<<<<

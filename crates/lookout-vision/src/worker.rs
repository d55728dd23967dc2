use lookout_base::Tensor;
use lookout_infer::{Gesture, GestureClassifier, HandLandmarker, HandLandmarks};
use std::thread::{self, JoinHandle};
use std::time::Instant;
use tokio::sync::mpsc::{self, error::TrySendError};

const RESULT_CAPACITY: usize = 4;

/// Strictly increasing millisecond timestamps since creation.
#[derive(Debug)]
pub struct Timestamps {
    start: Instant,
    last: Option<u64>,
}

impl Default for Timestamps {
    fn default() -> Self {
        Self::new()
    }
}

impl Timestamps {
    pub fn new() -> Self {
        Self {
            start: Instant::now(),
            last: None,
        }
    }

    pub fn next(&mut self) -> u64 {
        let elapsed = self.start.elapsed().as_millis() as u64;
        self.next_at(elapsed)
    }

    /// Timestamp for a frame seen `elapsed_ms` after start, bumped past the previous one if needed.
    pub fn next_at(&mut self, elapsed_ms: u64) -> u64 {
        let ts = match self.last {
            Some(last) => elapsed_ms.max(last + 1),
            None => elapsed_ms,
        };
        self.last = Some(ts);
        ts
    }
}

struct Request {
    seq: u64,
    timestamp_ms: u64,
    frame: Tensor<u8>,
}

/// Hands and gestures found in frame `seq`.
#[derive(Debug, Clone)]
pub struct GestureResult {
    pub seq: u64,
    pub timestamp_ms: u64,
    pub hands: Vec<(HandLandmarks, Option<Gesture>)>,
}

impl GestureResult {
    /// Whether the result may still be drawn on frame `current_seq`.
    pub fn is_fresh(&self, current_seq: u64, stale_after_frames: u64) -> bool {
        current_seq.saturating_sub(self.seq) <= stale_after_frames
    }
}

/// Runs hand landmarks and gesture classification on a dedicated thread.
///
/// Frames go in through a single-slot channel: while the worker is busy, new frames are
/// refused rather than queued. Results are collected with [`drain`](Self::drain).
pub struct GestureWorker {
    requests: Option<mpsc::Sender<Request>>,
    results: Option<mpsc::Receiver<GestureResult>>,
    timestamps: Timestamps,
    thread_handle: Option<JoinHandle<()>>,
}

impl std::fmt::Debug for GestureWorker {
    fn fmt(&self, f: &mut std::fmt::Formatter<'_>) -> std::fmt::Result {
        f.debug_struct("GestureWorker")
            .field("running", &self.thread_handle.is_some())
            .finish()
    }
}

impl GestureWorker {
    pub fn spawn<L, G>(landmarker: L, classifier: G) -> Self
    where
        L: HandLandmarker + Send + 'static,
        G: GestureClassifier + Send + 'static,
    {
        let (request_tx, request_rx) = mpsc::channel(1);
        let (result_tx, result_rx) = mpsc::channel(RESULT_CAPACITY);

        let handle = thread::spawn(move || {
            worker_loop(landmarker, classifier, request_rx, result_tx);
        });

        Self {
            requests: Some(request_tx),
            results: Some(result_rx),
            timestamps: Timestamps::new(),
            thread_handle: Some(handle),
        }
    }

    /// Hands frame `seq` to the worker. Returns `false` if the worker was busy and the frame was
    /// dropped, or if the worker has stopped.
    ///
    /// The frame is only copied once the worker has room for it.
    pub fn submit(&mut self, seq: u64, frame: &Tensor<u8>) -> bool {
        let Some(requests) = &self.requests else {
            return false;
        };
        match requests.try_reserve() {
            Ok(permit) => {
                permit.send(Request {
                    seq,
                    timestamp_ms: self.timestamps.next(),
                    frame: frame.clone(),
                });
                true
            }
            Err(TrySendError::Full(())) => {
                log::trace!("gesture worker busy, dropping frame {seq}");
                false
            }
            Err(TrySendError::Closed(())) => {
                log::warn!("gesture worker stopped, dropping frame {seq}");
                false
            }
        }
    }

    /// Collects everything the worker has finished since the last call and returns the newest.
    pub fn drain(&mut self) -> Option<GestureResult> {
        let results = self.results.as_mut()?;
        let mut latest = None;
        while let Ok(result) = results.try_recv() {
            latest = Some(result);
        }
        latest
    }
}

impl Drop for GestureWorker {
    fn drop(&mut self) {
        // closing both channels ends the worker loop
        drop(self.requests.take());
        drop(self.results.take());

        if let Some(handle) = self.thread_handle.take() {
            let _ = handle.join();
        }
    }
}

fn worker_loop<L, G>(
    mut landmarker: L,
    mut classifier: G,
    mut requests: mpsc::Receiver<Request>,
    results: mpsc::Sender<GestureResult>,
) where
    L: HandLandmarker,
    G: GestureClassifier,
{
    while let Some(request) = requests.blocking_recv() {
        let hands = match landmarker.landmarks(&request.frame) {
            Ok(hands) => hands,
            Err(e) => {
                log::warn!("hand landmarks failed on frame {}: {e}", request.seq);
                continue;
            }
        };

        let hands = hands
            .into_iter()
            .map(|hand| {
                let gesture = classifier.classify(&hand).unwrap_or_else(|e| {
                    log::warn!("gesture classification failed on frame {}: {e}", request.seq);
                    None
                });
                (hand, gesture)
            })
            .collect();

        let result = GestureResult {
            seq: request.seq,
            timestamp_ms: request.timestamp_ms,
            hands,
        };
        if results.blocking_send(result).is_err() {
            break;
        }
    }
    log::debug!("gesture worker stopped");
}
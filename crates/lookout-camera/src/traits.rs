use crate::CameraError;
use lookout_base::Tensor;

/// Async camera trait for frame capture.
///
/// `recv` returns decoded frames as `Tensor<u8>` in HWC layout `[height, width, 3]`, RGB.
/// A source that has run out of frames returns [`CameraError::Exhausted`].
#[allow(async_fn_in_trait)]
pub trait Camera {
    /// Receive the next frame from the camera.
    async fn recv(&mut self) -> Result<Tensor<u8>, CameraError>;
}
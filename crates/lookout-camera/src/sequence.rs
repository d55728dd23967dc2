use crate::{Camera, CameraError};
use lookout_base::Tensor;
use lookout_image::decode_image;
use std::collections::VecDeque;
use std::path::{Path, PathBuf};
use std::time::Duration;

const EXTENSIONS: &[&str] = &["jpg", "jpeg", "png"];

enum Entry {
    File(PathBuf),
    Encoded(Vec<u8>),
}

/// A camera that replays still images, one frame per image, then reports `Exhausted`.
pub struct ImageSequence {
    entries: VecDeque<Entry>,
    interval: Option<Duration>,
    started: bool,
}

impl std::fmt::Debug for ImageSequence {
    fn fmt(&self, f: &mut std::fmt::Formatter<'_>) -> std::fmt::Result {
        f.debug_struct("ImageSequence")
            .field("remaining", &self.entries.len())
            .field("interval", &self.interval)
            .finish()
    }
}

impl ImageSequence {
    /// Replay every `.jpg`, `.jpeg` and `.png` file in `dir`, sorted by file name.
    ///
    /// # Errors
    ///
    /// Returns `CameraError::Device` if the directory cannot be read.
    pub fn from_dir(dir: impl AsRef<Path>) -> Result<Self, CameraError> {
        let dir = dir.as_ref();
        let mut paths = Vec::new();
        for entry in std::fs::read_dir(dir)
            .map_err(|e| CameraError::Device(format!("{}: {e}", dir.display())))?
        {
            let path = entry?.path();
            if path.is_file() && has_image_extension(&path) {
                paths.push(path);
            }
        }
        paths.sort();

        log::info!("replaying {} images from {}", paths.len(), dir.display());
        Ok(Self {
            entries: paths.into_iter().map(Entry::File).collect(),
            interval: None,
            started: false,
        })
    }

    /// Replay already encoded images in the given order.
    pub fn from_encoded(images: Vec<Vec<u8>>) -> Self {
        Self {
            entries: images.into_iter().map(Entry::Encoded).collect(),
            interval: None,
            started: false,
        }
    }

    /// Wait `interval` before each frame after the first, to mimic a live camera.
    pub fn with_interval(mut self, interval: Duration) -> Self {
        self.interval = Some(interval);
        self
    }

    /// Frames left to replay.
    pub fn remaining(&self) -> usize {
        self.entries.len()
    }
}

fn has_image_extension(path: &Path) -> bool {
    path.extension()
        .and_then(|ext| ext.to_str())
        .is_some_and(|ext| EXTENSIONS.iter().any(|known| ext.eq_ignore_ascii_case(known)))
}

impl Camera for ImageSequence {
    async fn recv(&mut self) -> Result<Tensor<u8>, CameraError> {
        let entry = self.entries.pop_front().ok_or(CameraError::Exhausted)?;

        if let Some(interval) = self.interval {
            if self.started {
                tokio::time::sleep(interval).await;
            }
        }
        self.started = true;

        match entry {
            Entry::File(path) => {
                let data = tokio::fs::read(&path)
                    .await
                    .map_err(|e| CameraError::Transient(format!("{}: {e}", path.display())))?;
                decode_image(&data)
                    .map_err(|e| CameraError::Transient(format!("{}: {e}", path.display())))
            }
            Entry::Encoded(data) => {
                decode_image(&data).map_err(|e| CameraError::Transient(e.to_string()))
            }
        }
    }
}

>>>>

- WORK REQUIRED:
Search the data for the string "since" and copy each line where it appears.

- FINISHED TASK:
/// Strictly increasing millisecond timestamps since creation.
    /// Collects everything the worker has finished since the last call and returns the newest.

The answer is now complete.